'''

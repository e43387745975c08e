use async_trait::async_trait;
use chrono::{DateTime, Utc};
use dashmap::DashMap;
use matcher::MatchResult;
use uuid::Uuid;

use crate::types::{BatchCounters, BatchMatchItem, BatchMatchRequest, BatchStatus};
use crate::BatchError;

/// Persistence for batches and their items.
///
/// Implementations must apply [`BatchStore::record_results`] atomically per
/// batch: item results and counter increments become visible together.
#[async_trait]
pub trait BatchStore: Send + Sync {
    async fn insert(
        &self,
        request: BatchMatchRequest,
        items: Vec<BatchMatchItem>,
    ) -> Result<(), BatchError>;

    async fn get(&self, id: Uuid) -> Result<Option<BatchMatchRequest>, BatchError>;

    /// Items of a batch, sorted by input index.
    async fn items(&self, id: Uuid) -> Result<Vec<BatchMatchItem>, BatchError>;

    async fn mark_processing(&self, id: Uuid, started_at: DateTime<Utc>) -> Result<(), BatchError>;

    /// Store results keyed by input index and bump the parent counters.
    async fn record_results(
        &self,
        id: Uuid,
        results: Vec<(usize, MatchResult)>,
    ) -> Result<BatchCounters, BatchError>;

    /// Move a batch to a terminal status and return the final record.
    async fn finish(
        &self,
        id: Uuid,
        status: BatchStatus,
        completed_at: DateTime<Utc>,
    ) -> Result<BatchMatchRequest, BatchError>;

    /// Batches submitted by `client_id`, newest first.
    async fn list_by_client(&self, client_id: &str) -> Result<Vec<BatchMatchRequest>, BatchError>;

    /// Drop every batch whose expiry is at or before `now`.
    async fn delete_expired(&self, now: DateTime<Utc>) -> Result<usize, BatchError>;
}

struct BatchRecord {
    request: BatchMatchRequest,
    items: Vec<BatchMatchItem>,
}

/// Process-local batch store.
#[derive(Default)]
pub struct InMemoryBatchStore {
    batches: DashMap<Uuid, BatchRecord>,
}

impl InMemoryBatchStore {
    pub fn new() -> Self {
        Self::default()
    }

    pub fn len(&self) -> usize {
        self.batches.len()
    }

    pub fn is_empty(&self) -> bool {
        self.batches.is_empty()
    }
}

#[async_trait]
impl BatchStore for InMemoryBatchStore {
    async fn insert(
        &self,
        request: BatchMatchRequest,
        mut items: Vec<BatchMatchItem>,
    ) -> Result<(), BatchError> {
        items.sort_by_key(|item| item.input_index);
        self.batches
            .insert(request.id, BatchRecord { request, items });
        Ok(())
    }

    async fn get(&self, id: Uuid) -> Result<Option<BatchMatchRequest>, BatchError> {
        Ok(self.batches.get(&id).map(|record| record.request.clone()))
    }

    async fn items(&self, id: Uuid) -> Result<Vec<BatchMatchItem>, BatchError> {
        self.batches
            .get(&id)
            .map(|record| record.items.clone())
            .ok_or(BatchError::NotFound(id))
    }

    async fn mark_processing(&self, id: Uuid, started_at: DateTime<Utc>) -> Result<(), BatchError> {
        let mut record = self.batches.get_mut(&id).ok_or(BatchError::NotFound(id))?;
        record.request.status = BatchStatus::Processing;
        record.request.started_at = Some(started_at);
        Ok(())
    }

    async fn record_results(
        &self,
        id: Uuid,
        results: Vec<(usize, MatchResult)>,
    ) -> Result<BatchCounters, BatchError> {
        let mut guard = self.batches.get_mut(&id).ok_or(BatchError::NotFound(id))?;
        let record = &mut *guard;
        for (index, result) in results {
            // Items are stored sorted and indexed from zero.
            let item = record
                .items
                .get_mut(index)
                .filter(|item| item.input_index == index)
                .ok_or_else(|| BatchError::Store(format!("batch {id} has no item {index}")))?;
            record.request.counters.record(result.outcome());
            item.resolve_with(result);
        }
        Ok(record.request.counters)
    }

    async fn finish(
        &self,
        id: Uuid,
        status: BatchStatus,
        completed_at: DateTime<Utc>,
    ) -> Result<BatchMatchRequest, BatchError> {
        let mut record = self.batches.get_mut(&id).ok_or(BatchError::NotFound(id))?;
        record.request.status = status;
        record.request.completed_at = Some(completed_at);
        Ok(record.request.clone())
    }

    async fn list_by_client(&self, client_id: &str) -> Result<Vec<BatchMatchRequest>, BatchError> {
        let mut requests: Vec<BatchMatchRequest> = self
            .batches
            .iter()
            .filter(|record| record.request.client_id.as_deref() == Some(client_id))
            .map(|record| record.request.clone())
            .collect();
        requests.sort_by(|a, b| b.created_at.cmp(&a.created_at));
        Ok(requests)
    }

    async fn delete_expired(&self, now: DateTime<Utc>) -> Result<usize, BatchError> {
        let before = self.batches.len();
        self.batches.retain(|_, record| !record.request.is_expired(now));
        Ok(before.saturating_sub(self.batches.len()))
    }
}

'''

- Exercise requirements: Every record above needs to be returned in full, exactly.

- Reply:
repository e43387745975c08e
use async_trait::async_trait;
use chrono::{DateTime, Utc};
use dashmap::DashMap;
use matcher::MatchResult;
use uuid::Uuid;

use crate::types::{BatchCounters, BatchMatchItem, BatchMatchRequest, BatchStatus};
use crate::BatchError;

/// Persistence for batches and their items.
///
/// Implementations must apply [`BatchStore::record_results`] atomically per
/// batch: item results and counter increments become visible together.
#[async_trait]
pub trait BatchStore: Send + Sync {
    async fn insert(
        &self,
        request: BatchMatchRequest,
        items: Vec<BatchMatchItem>,
    ) -> Result<(), BatchError>;

    async fn get(&self, id: Uuid) -> Result<Option<BatchMatchRequest>, BatchError>;

    /// Items of a batch, sorted by input index.
    async fn items(&self, id: Uuid) -> Result<Vec<BatchMatchItem>, BatchError>;

    async fn mark_processing(&self, id: Uuid, started_at: DateTime<Utc>) -> Result<(), BatchError>;

    /// Store results keyed by input index and bump the parent counters.
    async fn record_results(
        &self,
        id: Uuid,
        results: Vec<(usize, MatchResult)>,
    ) -> Result<BatchCounters, BatchError>;

    /// Move a batch to a terminal status and return the final record.
    async fn finish(
        &self,
        id: Uuid,
        status: BatchStatus,
        completed_at: DateTime<Utc>,
    ) -> Result<BatchMatchRequest, BatchError>;

    /// Batches submitted by `client_id`, newest first.
    async fn list_by_client(&self, client_id: &str) -> Result<Vec<BatchMatchRequest>, BatchError>;

    /// Drop every batch whose expiry is at or before `now`.
    async fn delete_expired(&self, now: DateTime<Utc>) -> Result<usize, BatchError>;
}

struct BatchRecord {
    request: BatchMatchRequest,
    items: Vec<BatchMatchItem>,
}

/// Process-local batch store.
#[derive(Default)]
pub struct InMemoryBatchStore {
    batches: DashMap<Uuid, BatchRecord>,
}

impl InMemoryBatchStore {
    pub fn new() -> Self {
        Self::default()
    }

    pub fn len(&self) -> usize {
        self.batches.len()
    }

    pub fn is_empty(&self) -> bool {
        self.batches.is_empty()
    }
}

#[async_trait]
impl BatchStore for InMemoryBatchStore {
    async fn insert(
        &self,
        request: BatchMatchRequest,
        mut items: Vec<BatchMatchItem>,
    ) -> Result<(), BatchError> {
        items.sort_by_key(|item| item.input_index);
        self.batches
            .insert(request.id, BatchRecord { request, items });
        Ok(())
    }

    async fn get(&self, id: Uuid) -> Result<Option<BatchMatchRequest>, BatchError> {
        Ok(self.batches.get(&id).map(|record| record.request.clone()))
    }

    async fn items(&self, id: Uuid) -> Result<Vec<BatchMatchItem>, BatchError> {
        self.batches
            .get(&id)
            .map(|record| record.items.clone())
            .ok_or(BatchError::NotFound(id))
    }

    async fn mark_processing(&self, id: Uuid, started_at: DateTime<Utc>) -> Result<(), BatchError> {
        let mut record = self.batches.get_mut(&id).ok_or(BatchError::NotFound(id))?;
        record.request.status = BatchStatus::Processing;
        record.request.started_at = Some(started_at);
        Ok(())
    }

    async fn record_results(
        &self,
        id: Uuid,
        results: Vec<(usize, MatchResult)>,
    ) -> Result<BatchCounters, BatchError> {
        let mut guard = self.batches.get_mut(&id).ok_or(BatchError::NotFound(id))?;
        let record = &mut *guard;
        for (index, result) in results {
            // Items are stored sorted and indexed from zero.
            let item = record
                .items
                .get_mut(index)
                .filter(|item| item.input_index == index)
                .ok_or_else(|| BatchError::Store(format!("batch {id} has no item {index}")))?;
            record.request.counters.record(result.outcome());
            item.resolve_with(result);
        }
        Ok(record.request.counters)
    }

    async fn finish(
        &self,
        id: Uuid,
        status: BatchStatus,
        completed_at: DateTime<Utc>,
    ) -> Result<BatchMatchRequest, BatchError> {
        let mut record = self.batches.get_mut(&id).ok_or(BatchError::NotFound(id))?;
        record.request.status = status;
        record.request.completed_at = Some(completed_at);
        Ok(record.request.clone())
    }

    async fn list_by_client(&self, client_id: &str) -> Result<Vec<BatchMatchRequest>, BatchError> {
        let mut requests: Vec<BatchMatchRequest> = self
            .batches
            .iter()
            .filter(|record| record.request.client_id.as_deref() == Some(client_id))
            .map(|record| record.request.clone())
            .collect();
        requests.sort_by(|a, b| b.created_at.cmp(&a.created_at));
        Ok(requests)
    }

    async fn delete_expired(&self, now: DateTime<Utc>) -> Result<usize, BatchError> {
        let before = self.batches.len();
        self.batches.retain(|_, record| !record.request.is_expired(now));
        Ok(before.saturating_sub(self.batches.len()))
    }
}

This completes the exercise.